A complex relationship between adipose tissue and malignancy, involving an inflammatory response, has been reported. The goal of this work was to assess the prevalence of white adipose tissue (WAT) inflammation in patients with endometrial cancer (EC), and the association with circulating inflammation markers. Furthermore, the aim was to characterize the pathways activated in and the cell type composition of adipose tissue in patients with EC. Adipose tissue and blood samples were prospectively collected from 101 patients with EC at initial surgery. WAT inflammation was determined based on adipocytes surrounded by macrophages forming crown-like structures. Circulating levels of metabolic syndrome-associated and inflammatory markers were quantified. RNA-sequencing was performed on adipose samples (n= 55); differential gene expression, pathway, and cellular decomposition analyses were performed using state-of-the-art bioinformatics methods. WAT inflammation was identified in 46 (45.5%) of 101 EC patients. Dyslipidemia, hypertension, and diabetes mellitus were significantly associated with WAT inflammation (p< .05).

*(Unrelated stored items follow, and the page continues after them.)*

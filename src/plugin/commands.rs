//! User-invokable commands and the tab-header context-menu entry.

use crate::pane::PaneId;

pub const NOTICE_LINKED: &str = "Linked with one pane for sync";
pub const NOTICE_LINK_FAILED: &str = "No pane found or created to link";
pub const NOTICE_UNLINKED: &str = "Unlinked this pane from sync";
pub const NOTICE_NOT_LINKED: &str = "This pane is not linked";

/// Menu source the host reports for right-clicks on a tab header.
pub const TAB_HEADER_SOURCE: &str = "tab-header";

/// Commands registered with the host command palette.
#[derive(Debug, Clone, Copy, PartialEq, Eq, Hash)]
pub enum Command {
    LinkPane,
    UnlinkPane,
}

impl Command {
    pub const ALL: [Command; 2] = [Command::LinkPane, Command::UnlinkPane];

    /// Stable id the host registers the command under.
    pub fn id(self) -> &'static str {
        match self {
            Command::LinkPane => "link-pane-for-sync",
            Command::UnlinkPane => "unlink-pane-from-sync",
        }
    }

    /// Human readable name shown in the palette and menus.
    pub fn name(self) -> &'static str {
        match self {
            Command::LinkPane => "Link this pane for file sync",
            Command::UnlinkPane => "Unlink this pane from sync",
        }
    }

    pub fn icon(self) -> &'static str {
        match self {
            Command::LinkPane => "link",
            Command::UnlinkPane => "unlink",
        }
    }

    pub fn from_id(id: &str) -> Option<Self> {
        Self::ALL.into_iter().find(|command| command.id() == id)
    }
}

/// Context-menu entry offered for a specific pane.
#[derive(Debug, Clone, Copy, PartialEq, Eq)]
pub struct MenuItem {
    pub title: &'static str,
    pub icon: &'static str,
    pub command: Command,
    /// Pane whose tab header was right-clicked
    pub pane: PaneId,
}

impl MenuItem {
    /// Link entry for an unlinked pane, unlink entry for a linked one.
    pub fn for_pane(pane: PaneId, linked: bool) -> Self {
        let command = if linked {
            Command::UnlinkPane
        } else {
            Command::LinkPane
        };
        Self {
            title: command.name(),
            icon: command.icon(),
            command,
            pane,
        }
    }
}
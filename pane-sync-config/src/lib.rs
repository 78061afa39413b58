//! Settings system for the pane-sync link engine.
//!
//! This crate provides the settings object, its defaults, and durable
//! load/save of that object. It includes:
//!
//! - [`Settings`]: the process-wide options (`enabled`, `autoRestoreLinks`,
//!   `savedPairs`)
//! - [`SettingsStore`]: the load/save seam, with a JSON file store and an
//!   in-memory store
//! - [`ConfigError`]: typed I/O and parse failures

pub mod defaults;
mod error;
pub mod settings;
pub mod store;

pub use error::ConfigError;
pub use settings::Settings;
pub use store::{FileSettingsStore, MemorySettingsStore, SettingsStore};
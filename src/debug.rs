use parking_lot::Mutex;
/// Debug logging for pane-sync
///
/// Controlled by DEBUG_LEVEL environment variable:
/// - 0 or unset: No debugging
/// - 1: Errors only
/// - 2: Info level (link/unlink, restore, janitor sweeps)
/// - 3: Debug level (mirrored opens, resolver decisions)
/// - 4: Trace level (every event, detailed info)
///
/// All output goes to /tmp/pane_sync_debug.log on Unix/macOS,
/// or %TEMP%\pane_sync_debug.log on Windows, so host stdout/stderr stays clean.
use std::fmt;
use std::fs::OpenOptions;
use std::io::Write;
use std::sync::OnceLock;
use std::time::{SystemTime, UNIX_EPOCH};

/// Debug level configuration
#[derive(Debug, Clone, Copy, PartialEq, Eq, PartialOrd, Ord)]
pub enum DebugLevel {
    Off = 0,
    Error = 1,
    Info = 2,
    Debug = 3,
    Trace = 4,
}

impl DebugLevel {
    fn from_env() -> Self {
        match std::env::var("DEBUG_LEVEL") {
            Ok(val) => Self::parse(&val),
            Err(_) => DebugLevel::Off,
        }
    }

    fn parse(val: &str) -> Self {
        match val.trim().parse::<u8>() {
            Ok(1) => DebugLevel::Error,
            Ok(2) => DebugLevel::Info,
            Ok(3) => DebugLevel::Debug,
            Ok(4) => DebugLevel::Trace,
            _ => DebugLevel::Off,
        }
    }

    fn from_log_level(level: log::Level) -> Self {
        match level {
            log::Level::Error | log::Level::Warn => DebugLevel::Error,
            log::Level::Info => DebugLevel::Info,
            log::Level::Debug => DebugLevel::Debug,
            log::Level::Trace => DebugLevel::Trace,
        }
    }

    fn to_level_filter(self) -> log::LevelFilter {
        match self {
            DebugLevel::Off => log::LevelFilter::Off,
            DebugLevel::Error => log::LevelFilter::Warn,
            DebugLevel::Info => log::LevelFilter::Info,
            DebugLevel::Debug => log::LevelFilter::Debug,
            DebugLevel::Trace => log::LevelFilter::Trace,
        }
    }
}

/// Global debug logger
struct DebugLogger {
    level: DebugLevel,
    file: Option<std::fs::File>,
}

impl DebugLogger {
    fn new() -> Self {
        let mut logger = DebugLogger {
            level: DebugLevel::Off,
            file: None,
        };
        logger.set_level(DebugLevel::from_env());
        logger
    }

    /// Change the level, opening the log file the first time it is raised
    /// above `Off`. The file stays closed if it cannot be opened.
    fn set_level(&mut self, level: DebugLevel) {
        self.level = level;
        if level == DebugLevel::Off || self.file.is_some() {
            return;
        }

        #[cfg(unix)]
        let log_path = std::path::PathBuf::from("/tmp/pane_sync_debug.log");
        #[cfg(not(unix))]
        let log_path = std::env::temp_dir().join("pane_sync_debug.log");

        if let Ok(f) = OpenOptions::new()
            .write(true)
            .truncate(true)
            .create(true)
            .open(&log_path)
        {
            self.file = Some(f);
            self.write_raw(&format!(
                "\n{}\npane-sync debug session started at {} (level={:?})\n{}\n",
                "=".repeat(80),
                get_timestamp(),
                level,
                "=".repeat(80)
            ));
        }
    }

    fn write_raw(&mut self, msg: &str) {
        if let Some(ref mut file) = self.file {
            let _ = file.write_all(msg.as_bytes());
            let _ = file.flush();
        }
    }

    fn log(&mut self, level: DebugLevel, category: &str, msg: &str) {
        if level <= self.level {
            let timestamp = get_timestamp();
            let level_str = match level {
                DebugLevel::Error => "ERROR",
                DebugLevel::Info => "INFO ",
                DebugLevel::Debug => "DEBUG",
                DebugLevel::Trace => "TRACE",
                DebugLevel::Off => return,
            };
            self.write_raw(&format!(
                "[{}] [{}] [{}] {}\n",
                timestamp, level_str, category, msg
            ));
        }
    }
}

static LOGGER: OnceLock<Mutex<DebugLogger>> = OnceLock::new();

fn get_logger() -> &'static Mutex<DebugLogger> {
    LOGGER.get_or_init(|| Mutex::new(DebugLogger::new()))
}

fn get_timestamp() -> String {
    let now = SystemTime::now()
        .duration_since(UNIX_EPOCH)
        .unwrap_or_default();
    format!("{}.{:06}", now.as_secs(), now.subsec_micros())
}

/// Check if debugging is enabled at given level
pub fn is_enabled(level: DebugLevel) -> bool {
    let logger = get_logger().lock();
    level <= logger.level
}

/// Log a message at specified level
pub fn log(level: DebugLevel, category: &str, msg: &str) {
    let mut logger = get_logger().lock();
    logger.log(level, category, msg);
}

/// Log formatted message
pub fn logf(level: DebugLevel, category: &str, args: fmt::Arguments) {
    if is_enabled(level) {
        log(level, category, &format!("{}", args));
    }
}

/// `log` facade sink that writes into the debug log file.
///
/// When `RUST_LOG` is set, records are mirrored to stderr as well.
struct LogBridge {
    mirror_stderr: bool,
}

impl log::Log for LogBridge {
    fn enabled(&self, metadata: &log::Metadata) -> bool {
        self.mirror_stderr || is_enabled(DebugLevel::from_log_level(metadata.level()))
    }

    fn log(&self, record: &log::Record) {
        if !self.enabled(record.metadata()) {
            return;
        }
        let level = DebugLevel::from_log_level(record.level());
        let msg = record.args().to_string();
        log(level, record.target(), &msg);
        if self.mirror_stderr {
            eprintln!("[{}] [{}] {}", record.level(), record.target(), msg);
        }
    }

    fn flush(&self) {}
}

static BRIDGE: OnceLock<LogBridge> = OnceLock::new();

/// Route `log::info!()` and friends into the debug log file.
///
/// `level_override` (e.g. from `--log-level`) takes precedence over
/// `DEBUG_LEVEL`. Calling this more than once is harmless.
pub fn init_log_bridge(level_override: Option<&str>) {
    let mirror_stderr = std::env::var_os("RUST_LOG").is_some();
    let level = match level_override {
        Some(val) => {
            let level = DebugLevel::parse(val);
            get_logger().lock().set_level(level);
            level
        }
        None => get_logger().lock().level,
    };

    let bridge = BRIDGE.get_or_init(|| LogBridge { mirror_stderr });
    if log::set_logger(bridge).is_ok() {
        let filter = if mirror_stderr {
            log::LevelFilter::Trace
        } else {
            level.to_level_filter()
        };
        log::set_max_level(filter);
    }
}

// Convenience macros for logging
#[macro_export]
macro_rules! debug_error {
    ($category:expr, $($arg:tt)*) => {
        $crate::debug::logf($crate::debug::DebugLevel::Error, $category, format_args!($($arg)*))
    };
}

#[macro_export]
macro_rules! debug_info {
    ($category:expr, $($arg:tt)*) => {
        $crate::debug::logf($crate::debug::DebugLevel::Info, $category, format_args!($($arg)*))
    };
}

#[macro_export]
macro_rules! debug_log {
    ($category:expr, $($arg:tt)*) => {
        $crate::debug::logf($crate::debug::DebugLevel::Debug, $category, format_args!($($arg)*))
    };
}

#[macro_export]
macro_rules! debug_trace {
    ($category:expr, $($arg:tt)*) => {
        $crate::debug::logf($crate::debug::DebugLevel::Trace, $category, format_args!($($arg)*))
    };
}

#[cfg(test)]
mod tests {
    use super::*;

    #[test]
    fn test_level_parse() {
        assert_eq!(DebugLevel::parse("0"), DebugLevel::Off);
        assert_eq!(DebugLevel::parse(" 3 "), DebugLevel::Debug);
        assert_eq!(DebugLevel::parse("9"), DebugLevel::Off);
        assert_eq!(DebugLevel::parse("verbose"), DebugLevel::Off);
    }

    #[test]
    fn test_level_ordering() {
        assert!(DebugLevel::Error < DebugLevel::Info);
        assert!(DebugLevel::Trace > DebugLevel::Debug);
    }
}
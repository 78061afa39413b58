//! Pane-link registry and file synchronization engine.
//!
//! Pairs two panes of a host document workspace so that opening a file in
//! one opens the same file in the other, while scroll position, cursor and
//! selection stay independent.
//!
//! The host implements [`pane::Workspace`] and forwards its events to a
//! [`plugin::PaneSync`] context:
//!
//! ```rust,no_run
//! use pane_sync::pane::{MemoryWorkspace, Workspace};
//! use pane_sync::plugin::{Command, PaneSync};
//! use pane_sync_config::FileSettingsStore;
//!
//! let ws = MemoryWorkspace::new();
//! let a = ws.add_pane(Some("x.md"));
//! ws.add_pane(Some("x.md"));
//!
//! let plugin = PaneSync::load(FileSettingsStore::at_default_location());
//! plugin.on_layout_ready(&ws);
//! plugin.run_command(&ws, Command::LinkPane).ok();
//!
//! ws.navigate(a, "y.md");
//! plugin.on_file_open(&ws, a, ws.displayed_file(a).as_deref());
//! plugin.unload(&ws);
//! ```

#[macro_use]
pub mod debug;

pub mod cli;
pub mod error;
pub mod link;
pub mod pane;
pub mod plugin;
pub mod session;
pub mod sync;

pub use error::LinkError;
pub use pane_sync_config as config;
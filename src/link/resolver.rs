//! Partner lookup for the link command.

use crate::error::LinkError;
use crate::pane::{PaneId, SplitDirection, Workspace};

/// First main-area pane other than `pane` that shows `path`.
pub fn find_partner<W: Workspace + ?Sized>(host: &W, pane: PaneId, path: &str) -> Option<PaneId> {
    host.main_area_panes_showing(path)
        .into_iter()
        .find(|&candidate| candidate != pane)
}

/// Find a pane showing the same file as `pane`, or split `pane` to make one.
///
/// Candidates come from the main area only, in host enumeration order; the
/// first match wins. With `create_if_none`, a vertical split of `pane` is
/// opened on the same file and returned. The caller does the linking.
pub fn find_or_create_partner<W: Workspace + ?Sized>(
    host: &W,
    pane: PaneId,
    create_if_none: bool,
) -> Result<PaneId, LinkError> {
    let path = host.displayed_file(pane).ok_or(LinkError::NoFileOpen)?;

    if let Some(partner) = find_partner(host, pane, &path) {
        crate::debug_log!("RESOLVE", "{} shows '{}' like {}", partner, path, pane);
        return Ok(partner);
    }

    if !create_if_none {
        return Err(LinkError::NoPartnerFound);
    }

    let partner = host
        .split_pane(pane, SplitDirection::Vertical)
        .ok_or(LinkError::NoPartnerFound)?;
    if let Err(e) = host.open_file(partner, &path) {
        log::warn!("Split {} created but opening '{}' failed: {}", partner, path, e);
    }
    crate::debug_log!("RESOLVE", "Split {} into {} for '{}'", pane, partner, path);
    Ok(partner)
}
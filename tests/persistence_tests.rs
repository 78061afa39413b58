mod common;

use common::{file_store, persisting_plugin, workspace_with};
use pane_sync::config::{Settings, SettingsStore};
use pane_sync::pane::{MemoryWorkspace, Workspace};
use pane_sync::plugin::PaneSync;

#[test]
fn test_save_restore_round_trip_through_file() {
    let (store, _temp) = file_store();
    store
        .save(&Settings::new().with_auto_restore(true))
        .unwrap();
    let (ws, panes) = workspace_with(&[Some("notes/a.md"), Some("notes/a.md")]);

    let plugin = PaneSync::load(&store);
    plugin.link_pane(&ws, panes[0]).unwrap();
    plugin.unload(&ws);
    assert_eq!(
        store.load().unwrap().unwrap().saved_pairs,
        vec!["notes/a.md".to_string()]
    );

    // Next start: same panes still showing the same path
    let plugin = PaneSync::load(&store);
    assert!(!plugin.is_linked(panes[0]));
    assert_eq!(plugin.on_layout_ready(&ws), 1);
    assert_eq!(plugin.partner_of(panes[0]), Some(panes[1]));
    assert!(ws.has_indicator(panes[0]));
    assert!(ws.has_indicator(panes[1]));
}

#[test]
fn test_restore_picks_first_two_matches_only() {
    let (store, _temp) = file_store();
    store
        .save(
            &Settings::new()
                .with_auto_restore(true)
                .with_saved_pairs(["shared.md"]),
        )
        .unwrap();
    let ws = MemoryWorkspace::new();
    ws.add_sidebar_pane(Some("shared.md"));
    let a = ws.add_pane(Some("shared.md"));
    let b = ws.add_pane(Some("shared.md"));
    let c = ws.add_pane(Some("shared.md"));

    let plugin = PaneSync::load(&store);
    assert_eq!(plugin.on_layout_ready(&ws), 1);
    assert_eq!(plugin.partner_of(a), Some(b));
    assert!(!plugin.is_linked(c));
}

#[test]
fn test_restore_skips_paths_no_longer_open() {
    let (ws, panes) = workspace_with(&[Some("a.md"), Some("a.md"), Some("b.md")]);
    let plugin = PaneSync::load(pane_sync::config::MemorySettingsStore::with_settings(
        Settings::new()
            .with_auto_restore(true)
            .with_saved_pairs(["b.md", "gone.md", "a.md"]),
    ));

    assert_eq!(plugin.on_layout_ready(&ws), 1);
    assert_eq!(plugin.partner_of(panes[0]), Some(panes[1]));
    assert!(!plugin.is_linked(panes[2]));
}

#[test]
fn test_pairs_saved_in_link_order() {
    let (ws, panes) = workspace_with(&[Some("a.md"), Some("b.md"), Some("a.md"), Some("b.md")]);
    let plugin = persisting_plugin();

    plugin.link_pane(&ws, panes[1]).unwrap();
    plugin.link_pane(&ws, panes[0]).unwrap();
    assert_eq!(
        plugin.store().stored().unwrap().saved_pairs,
        vec!["b.md".to_string(), "a.md".to_string()]
    );
}

#[test]
fn test_janitor_resaves_pairs() {
    let (ws, panes) = workspace_with(&[Some("a.md"), Some("a.md")]);
    let plugin = persisting_plugin();
    plugin.link_pane(&ws, panes[0]).unwrap();
    assert_eq!(plugin.settings().saved_pairs.len(), 1);

    ws.close_pane(panes[1]);
    assert_eq!(plugin.on_layout_change(&ws), 1);
    assert!(plugin.store().stored().unwrap().saved_pairs.is_empty());
}

#[test]
fn test_corrupt_settings_file_falls_back_to_defaults() {
    let (store, _temp) = file_store();
    std::fs::create_dir_all(store.path().parent().unwrap()).unwrap();
    std::fs::write(store.path(), "{ \"enabled\": ").unwrap();

    let plugin = PaneSync::load(&store);
    assert_eq!(plugin.settings(), Settings::default());
}

#[test]
fn test_unwritable_settings_file_keeps_links_working() {
    let temp = tempfile::TempDir::new().unwrap();
    let blocker = temp.path().join("pane-sync");
    std::fs::write(&blocker, "").unwrap();
    let store = pane_sync::config::FileSettingsStore::new(blocker.join("data.json"));
    let (ws, panes) = workspace_with(&[Some("a.md"), Some("a.md")]);

    let plugin = PaneSync::with_settings(&store, Settings::new().with_auto_restore(true));
    assert_eq!(plugin.link_pane(&ws, panes[0]), Ok(panes[1]));

    ws.navigate(panes[0], "b.md");
    plugin.on_file_open(&ws, panes[0], Some("b.md"));
    assert_eq!(ws.displayed_file(panes[1]).as_deref(), Some("b.md"));

    ws.close_pane(panes[1]);
    assert_eq!(plugin.on_layout_change(&ws), 1);
    assert!(store.load().unwrap().is_none());
}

WAT inflammation was associated with greater body mass index (p< .001) and higher circulating levels of leptin, high-sensitivity C-reactive protein, and interleukin-6, as well as lower levels of adiponectin and sex hormone-binding globulin (p< .05). Transcriptomic analysis demonstrated increased levels of proinflammatory and pro-neoplastic-related gene expression in inflamed omental adipose tissue. WAT inflammation is associated with metabolic syndrome, obesity, and inflammatory markers, as well as increased expression of proinflammatory and proneoplastic genes.